**What you should do**
Type out the records again, exactly as they are.

**Exercise material**
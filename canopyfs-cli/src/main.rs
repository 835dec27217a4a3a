use std::io::Write as _;
use std::sync::Arc;

use anyhow::{bail, Context, Result};
use clap::{Parser, Subcommand};
use tracing::info;
use tracing_subscriber::{layer::SubscriberExt, util::SubscriberInitExt};

use canopyfs_core::{read_all, CaseMode, DirExt, IterMode, VfsFile, VfsRoot};
use canopyfs_disk::{mount_disk_root, mount_external_path, DiskLoader};
use canopyfs_zip::ZipLoader;

#[derive(Parser)]
#[command(name = "canopyfs")]
#[command(about = "Inspect a merged virtual filesystem built from directories and archives")]
#[command(version)]
struct Cli {
    /// Directory to scan and attach at the namespace root
    #[arg(long, default_value = ".")]
    root: String,

    /// Extra mounts, SRC:DEST (repeatable); SRC must resolve in the tree
    #[arg(long = "mount", value_name = "SRC:DEST")]
    mounts: Vec<String>,

    /// External OS paths to mount, PATH:DEST (repeatable)
    #[arg(long = "external", value_name = "PATH:DEST")]
    externals: Vec<String>,

    /// Archives to open and mount at their own paths (repeatable)
    #[arg(long = "archive", value_name = "PATH")]
    archives: Vec<String>,

    /// Fold name case on lookups
    #[arg(long)]
    ignore_case: bool,

    #[command(subcommand)]
    command: Commands,
}

#[derive(Subcommand)]
enum Commands {
    /// List the files and subdirectories at a path
    Ls {
        /// Path in the merged namespace (the root if omitted)
        path: Option<String>,
    },

    /// Print a file's content to stdout
    Cat {
        path: String,
    },

    /// Dump the whole merged tree with backend labels
    Tree,
}

fn main() -> Result<()> {
    tracing_subscriber::registry()
        .with(
            tracing_subscriber::EnvFilter::try_from_default_env()
                .unwrap_or_else(|_| "canopyfs=info".into()),
        )
        .with(tracing_subscriber::fmt::layer())
        .init();

    let cli = Cli::parse();
    let vfs = build_vfs(&cli)?;

    match &cli.command {
        Commands::Ls { path } => ls(&vfs, path.as_deref().unwrap_or("")),
        Commands::Cat { path } => cat(&vfs, path),
        Commands::Tree => {
            let mut out = String::new();
            vfs.dump_tree(&mut out)?;
            print!("{out}");
            Ok(())
        }
    }
}

fn build_vfs(cli: &Cli) -> Result<VfsRoot> {
    let case = if cli.ignore_case { CaseMode::Insensitive } else { CaseMode::Sensitive };
    let mut vfs = VfsRoot::new(case);
    vfs.add_loader(Arc::new(DiskLoader::new(case)));
    vfs.add_archive_loader(Arc::new(ZipLoader::new(case)));

    mount_disk_root(&mut vfs, &cli.root)
        .with_context(|| format!("scanning root '{}'", cli.root))?;
    info!(root = %cli.root, "root attached");

    for spec in &cli.externals {
        let (path, dest) = split_spec(spec)?;
        mount_external_path(&mut vfs, path, dest, true)
            .with_context(|| format!("mounting external path '{path}'"))?;
    }
    for spec in &cli.mounts {
        let (src, dest) = split_spec(spec)?;
        vfs.mount(src, dest, true)
            .with_context(|| format!("mounting '{src}' at '{dest}'"))?;
    }
    for path in &cli.archives {
        vfs.add_archive(path, None)
            .with_context(|| format!("opening archive '{path}'"))?;
    }
    Ok(vfs)
}

fn split_spec(spec: &str) -> Result<(&str, &str)> {
    match spec.split_once(':') {
        Some((src, dest)) => Ok((src, dest)),
        None => bail!("expected SRC:DEST, got '{spec}'"),
    }
}

fn ls(vfs: &VfsRoot, path: &str) -> Result<()> {
    let Some(dir) = vfs.get_dir(path, false) else {
        bail!("no such directory: '{path}'");
    };
    for (name, _) in dir.dirs(IterMode::Snapshot) {
        println!("{name}/");
    }
    for (name, file) in dir.files(IterMode::Snapshot) {
        match file.size() {
            Some(n) => println!("{name}  {n}"),
            None => println!("{name}  ?"),
        }
    }
    Ok(())
}

fn cat(vfs: &VfsRoot, path: &str) -> Result<()> {
    let Some(file) = vfs.get_file(path) else {
        bail!("no such file: '{path}'");
    };
    let Some(content) = read_all(file.as_ref()) else {
        bail!("could not read '{path}' ({} backend)", file.backend());
    };
    std::io::stdout().write_all(&content)?;
    Ok(())
}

**Solution for this task**
filename canopyfs-cli/src/main.rs
repository 835dec27217a4a3a
use std::io::Write as _;
use std::sync::Arc;

use anyhow::{bail, Context, Result};
use clap::{Parser, Subcommand};
use tracing::info;
use tracing_subscriber::{layer::SubscriberExt, util::SubscriberInitExt};

use canopyfs_core::{read_all, CaseMode, DirExt, IterMode, VfsFile, VfsRoot};
use canopyfs_disk::{mount_disk_root, mount_external_path, DiskLoader};
use canopyfs_zip::ZipLoader;

#[derive(Parser)]
#[command(name = "canopyfs")]
#[command(about = "Inspect a merged virtual filesystem built from directories and archives")]
#[command(version)]
struct Cli {
    /// Directory to scan and attach at the namespace root
    #[arg(long, default_value = ".")]
    root: String,

    /// Extra mounts, SRC:DEST (repeatable); SRC must resolve in the tree
    #[arg(long = "mount", value_name = "SRC:DEST")]
    mounts: Vec<String>,

    /// External OS paths to mount, PATH:DEST (repeatable)
    #[arg(long = "external", value_name = "PATH:DEST")]
    externals: Vec<String>,

    /// Archives to open and mount at their own paths (repeatable)
    #[arg(long = "archive", value_name = "PATH")]
    archives: Vec<String>,

    /// Fold name case on lookups
    #[arg(long)]
    ignore_case: bool,

    #[command(subcommand)]
    command: Commands,
}

#[derive(Subcommand)]
enum Commands {
    /// List the files and subdirectories at a path
    Ls {
        /// Path in the merged namespace (the root if omitted)
        path: Option<String>,
    },

    /// Print a file's content to stdout
    Cat {
        path: String,
    },

    /// Dump the whole merged tree with backend labels
    Tree,
}

fn main() -> Result<()> {
    tracing_subscriber::registry()
        .with(
            tracing_subscriber::EnvFilter::try_from_default_env()
                .unwrap_or_else(|_| "canopyfs=info".into()),
        )
        .with(tracing_subscriber::fmt::layer())
        .init();

    let cli = Cli::parse();
    let vfs = build_vfs(&cli)?;

    match &cli.command {
        Commands::Ls { path } => ls(&vfs, path.as_deref().unwrap_or("")),
        Commands::Cat { path } => cat(&vfs, path),
        Commands::Tree => {
            let mut out = String::new();
            vfs.dump_tree(&mut out)?;
            print!("{out}");
            Ok(())
        }
    }
}

fn build_vfs(cli: &Cli) -> Result<VfsRoot> {
    let case = if cli.ignore_case { CaseMode::Insensitive } else { CaseMode::Sensitive };
    let mut vfs = VfsRoot::new(case);
    vfs.add_loader(Arc::new(DiskLoader::new(case)));
    vfs.add_archive_loader(Arc::new(ZipLoader::new(case)));

    mount_disk_root(&mut vfs, &cli.root)
        .with_context(|| format!("scanning root '{}'", cli.root))?;
    info!(root = %cli.root, "root attached");

    for spec in &cli.externals {
        let (path, dest) = split_spec(spec)?;
        mount_external_path(&mut vfs, path, dest, true)
            .with_context(|| format!("mounting external path '{path}'"))?;
    }
    for spec in &cli.mounts {
        let (src, dest) = split_spec(spec)?;
        vfs.mount(src, dest, true)
            .with_context(|| format!("mounting '{src}' at '{dest}'"))?;
    }
    for path in &cli.archives {
        vfs.add_archive(path, None)
            .with_context(|| format!("opening archive '{path}'"))?;
    }
    Ok(vfs)
}

fn split_spec(spec: &str) -> Result<(&str, &str)> {
    match spec.split_once(':') {
        Some((src, dest)) => Ok((src, dest)),
        None => bail!("expected SRC:DEST, got '{spec}'"),
    }
}

fn ls(vfs: &VfsRoot, path: &str) -> Result<()> {
    let Some(dir) = vfs.get_dir(path, false) else {
        bail!("no such directory: '{path}'");
    };
    for (name, _) in dir.dirs(IterMode::Snapshot) {
        println!("{name}/");
    }
    for (name, file) in dir.files(IterMode::Snapshot) {
        match file.size() {
            Some(n) => println!("{name}  {n}"),
            None => println!("{name}  ?"),
        }
    }
    Ok(())
}

fn cat(vfs: &VfsRoot, path: &str) -> Result<()> {
    let Some(file) = vfs.get_file(path) else {
        bail!("no such file: '{path}'");
    };
    let Some(content) = read_all(file.as_ref()) else {
        bail!("could not read '{path}' ({} backend)", file.backend());
    };
    std::io::stdout().write_all(&content)?;
    Ok(())
}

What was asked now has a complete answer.